First, we have to understand limits of earthquake science. Ian Main, Professor of Seismology and Rock Physics at the University of Edinburgh, was part of an international commission on earthquake forecasting set up after L'Aquila.

He says it is possible to predict where an earthquake might happen at some point. But it is impossible accurately to predict exactly when that earthquake will happen.

"We can forecast that they're almost certain to happen with a very low probability - maybe once in 100, once in 1,000 years depending on the size of an earthquake and in a given zone. And that's a hazard that's there all the time," says Main.

In L'Aquila a series of smaller tremors - a so-called "seismic swarm" - occurred before the larger earthquake eventually struck. Main says that after a seismic swarm the probability of a larger earthquake happening is increased but it is still low.

"There's… a one in 100 chance of a swarm ending in a larger earthquake, or a smaller earthquake triggering a bigger one. It's very rare but it does occur," he says.

In other words, 99 times out of a 100 a series of tremors will not result in a larger earthquake. In L'Aquila, of course, it did happen.

In the past in L'Aquila after a swarm of tremors some residents would leave their houses and sleep in their cars, to avoid the danger of collapsing buildings. However on this occasion comments by the authorities prompted some of those people to change their usual response and stay inside.

This case is not about the scientists' ability to predict earthquakes - it is about their statements communicating the risk of an earthquake.

The Italian seismologists understood that an earthquake was unlikely but not impossible. In a press conference, however, the message seemed to be that that meant there was nothing to worry about at all. This is the falsely reassuring statement which formed part of the case against them.

The government official, Bernardo De Bernardinis - deputy chief of Italy's Civil Protection Department at the time - is reported to have advised worried residents to go home and sip a glass of wine. He even specified what kind: "Absolutely a Montepulciano."

image captionBernardinis was criticised for saying residents should go home and drink wine

"Communication is at the bottom of this whole case," says David Spiegelhalter, Professor of the Public Understanding of Risk at Cambridge University.

"The scientists met, they did a risk assessment and they concluded there was an increased risk but the absolute risk was very low. They concluded they couldn't be confident there would be an earthquake.

"However this afterwards got communicated and understood by the public as a message that they could be confident there could not be an earthquake… that's what people understood and that's what has led to this court case."
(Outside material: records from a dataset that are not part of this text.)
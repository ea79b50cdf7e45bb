pub mod assessment;
pub mod browser_setup;
pub mod canonical_url;
pub mod config;
pub mod crawl_engine;
pub mod lifecycle;
pub mod orchestrator;
pub mod page_extractor;
pub mod persistence;
pub mod report;
pub mod scoring;
pub mod snapshot_store;
pub mod utils;

pub use assessment::{Assessment, AssessmentEngine, AssessmentError, GeminiEngine};
pub use browser_setup::{
    download_managed_browser, find_browser_executable, launch_browser, resolve_browser_executable,
};
pub use canonical_url::CanonicalUrl;
pub use config::{AuditConfig, Plan};
pub use crawl_engine::{AuditError, AuditResult, PageOutcome};
pub use lifecycle::{LifecycleController, ProjectStatus};
pub use orchestrator::{AuditRunner, RunSummary};
pub use page_extractor::{ChromiumLauncher, PageRenderer, RendererFactory};
pub use persistence::{AuditStore, MemoryAuditStore, SqliteAuditStore, StorageError};
pub use report::{JsonReportWriter, ReportGenerator};
pub use scoring::{ScoreAggregator, aggregate_scores};
pub use snapshot_store::{FsSnapshotStore, SnapshotRef, SnapshotStore};

/// Audit `config.seed_url()` with the stock collaborators: Chromium,
/// Gemini, a SQLite database at `database` and snapshots under
/// `snapshot_dir`.
pub async fn audit(
    config: AuditConfig,
    database: &std::path::Path,
    snapshot_dir: impl Into<std::path::PathBuf>,
) -> anyhow::Result<RunSummary> {
    let store = std::sync::Arc::new(SqliteAuditStore::open(database).await?);
    let engine = GeminiEngine::new(assessment::GeminiConfig::from_env())?;
    let runner = AuditRunner::new(
        &config,
        store,
        std::sync::Arc::new(FsSnapshotStore::new(snapshot_dir)),
        std::sync::Arc::new(engine),
        std::sync::Arc::new(ChromiumLauncher::new(config.clone())),
    );
    Ok(runner.run_config(&config, None).await?)
}
//! Configuration module for audit runs
//!
//! This module provides the `AuditConfig` struct and its type-safe builder
//! with validation and sensible defaults, plus plan entitlements.

// Sub-modules
pub mod builder;
pub mod getters;
pub mod plan;
pub mod types;

// Re-exports for public API
pub use builder::{AuditConfigBuilder, WithSeedUrl};
pub use plan::Plan;
pub use types::AuditConfig;

#[cfg(test)]
mod tests {
    use super::*;

    #[test]
    fn test_defaults() -> anyhow::Result<()> {
        let config = AuditConfig::builder().seed_url("example.com").build()?;
        assert_eq!(config.seed_url(), "https://example.com");
        assert_eq!(config.page_budget(), 10);
        assert_eq!(config.viewport(), (1280, 800));
        assert_eq!(config.page_load_timeout_secs(), 30);
        assert_eq!(config.settle_delay().as_millis(), 2000);
        assert!(config.headless());
        assert!(config.fail_on_empty_crawl());
        assert!(config.chrome_data_dir().is_none());
        assert!(config.chrome_executable().is_none());
        Ok(())
    }

    #[test]
    fn test_plan_sets_budget() -> anyhow::Result<()> {
        let config = AuditConfig::builder()
            .plan(Plan::Pro)
            .seed_url("https://example.com/")
            .build()?;
        assert_eq!(config.page_budget(), 30);
        assert_eq!(Plan::Free.page_limit(), 3);
        assert_eq!(Plan::Team.page_limit(), 75);
        assert_eq!("Starter".parse::<Plan>(), Ok(Plan::Starter));
        Ok(())
    }

    #[test]
    fn test_zero_budget_is_rejected() {
        let result = AuditConfig::builder()
            .seed_url("https://example.com/")
            .page_budget(0)
            .build();
        assert!(result.is_err());
    }

    #[test]
    fn test_non_http_seed_is_rejected() {
        assert!(AuditConfig::builder().seed_url("https://").build().is_err());
        assert!(AuditConfig::builder().seed_url("http://exa mple.com").build().is_err());
    }
}
//! Shared configuration constants for ux_audit
//!
//! This module contains default values and configuration constants used
//! throughout the codebase to ensure consistency and avoid magic numbers.

/// Default page budget when neither a plan nor an explicit limit is given
pub const DEFAULT_PAGE_BUDGET: usize = 10;

/// Default directory for transient local snapshots
pub const DEFAULT_SNAPSHOT_DIR: &str = "screenshots";

/// Viewport used for every audited page
///
/// Matches a common laptop resolution so that above-the-fold content in the
/// snapshot is what most visitors actually see.
pub const VIEWPORT_WIDTH: u32 = 1280;
pub const VIEWPORT_HEIGHT: u32 = 800;

/// Timeout for `page.goto()` in seconds
pub const PAGE_LOAD_TIMEOUT_SECS: u64 = 30;

/// Fixed pause after navigation before the page is considered settled
pub const SETTLE_DELAY_MS: u64 = 2000;

/// Upper bound for the readyState / image polling before a snapshot
pub const MAX_SETTLE_WAIT_SECS: u64 = 10;

/// Timeout for a single assessment engine request
pub const ASSESSMENT_TIMEOUT_SECS: u64 = 120;

/// Gemini model used when `GEMINI_MODEL` is not set
pub const DEFAULT_GEMINI_MODEL: &str = "models/gemini-2.5-flash";

/// Public Gemini REST endpoint
pub const DEFAULT_GEMINI_ENDPOINT: &str = "https://generativelanguage.googleapis.com";

/// Number of lifecycle steps shown to the user (`Step n/5`)
pub const LIFECYCLE_STEPS: u8 = 5;

/// Chrome user agent string
///
/// Audits should see the same markup a real desktop visitor gets, so the
/// headless marker is not advertised.
pub const CHROME_USER_AGENT: &str = "Mozilla/5.0 (Windows NT 10.0; Win64; x64) AppleWebKit/537.36 (KHTML, like Gecko) Chrome/132.0.6834.160 Safari/537.36";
Spiegelhalter accepts that it is the responsibility of scientists to communicate risk effectively. But he fears the L'Aquila case might have damaging consequences. Could it deter scientists from offering their independent advice?

image captionThe 6.3 magnitude quake devastated the city and killed 309 people

"Italy has got continuous earthquake problems. Who is going to engage with that now? It makes you wonder about the risks to scientists of engagement and being advisers."

Some professions have legal protection. If a British weather forecaster were to fail to predict a flood which led to loss of life, for example, the Met Office has a professional indemnity self-insurance fund to cover them.

"I was on a [government] committee once and I found I was the only person in the room who didn't have indemnity," says Spiegelhalter.

"At that point you start feeling exposed given the increasingly litigious society, and that's an awful shame."

He thinks scientists should be offered similar protection.

"It would be terrible if we started practising defensive science and the only statements we made were bland things that never actually drew one conclusion or another. But of course if scientists are worried, that's what will happen."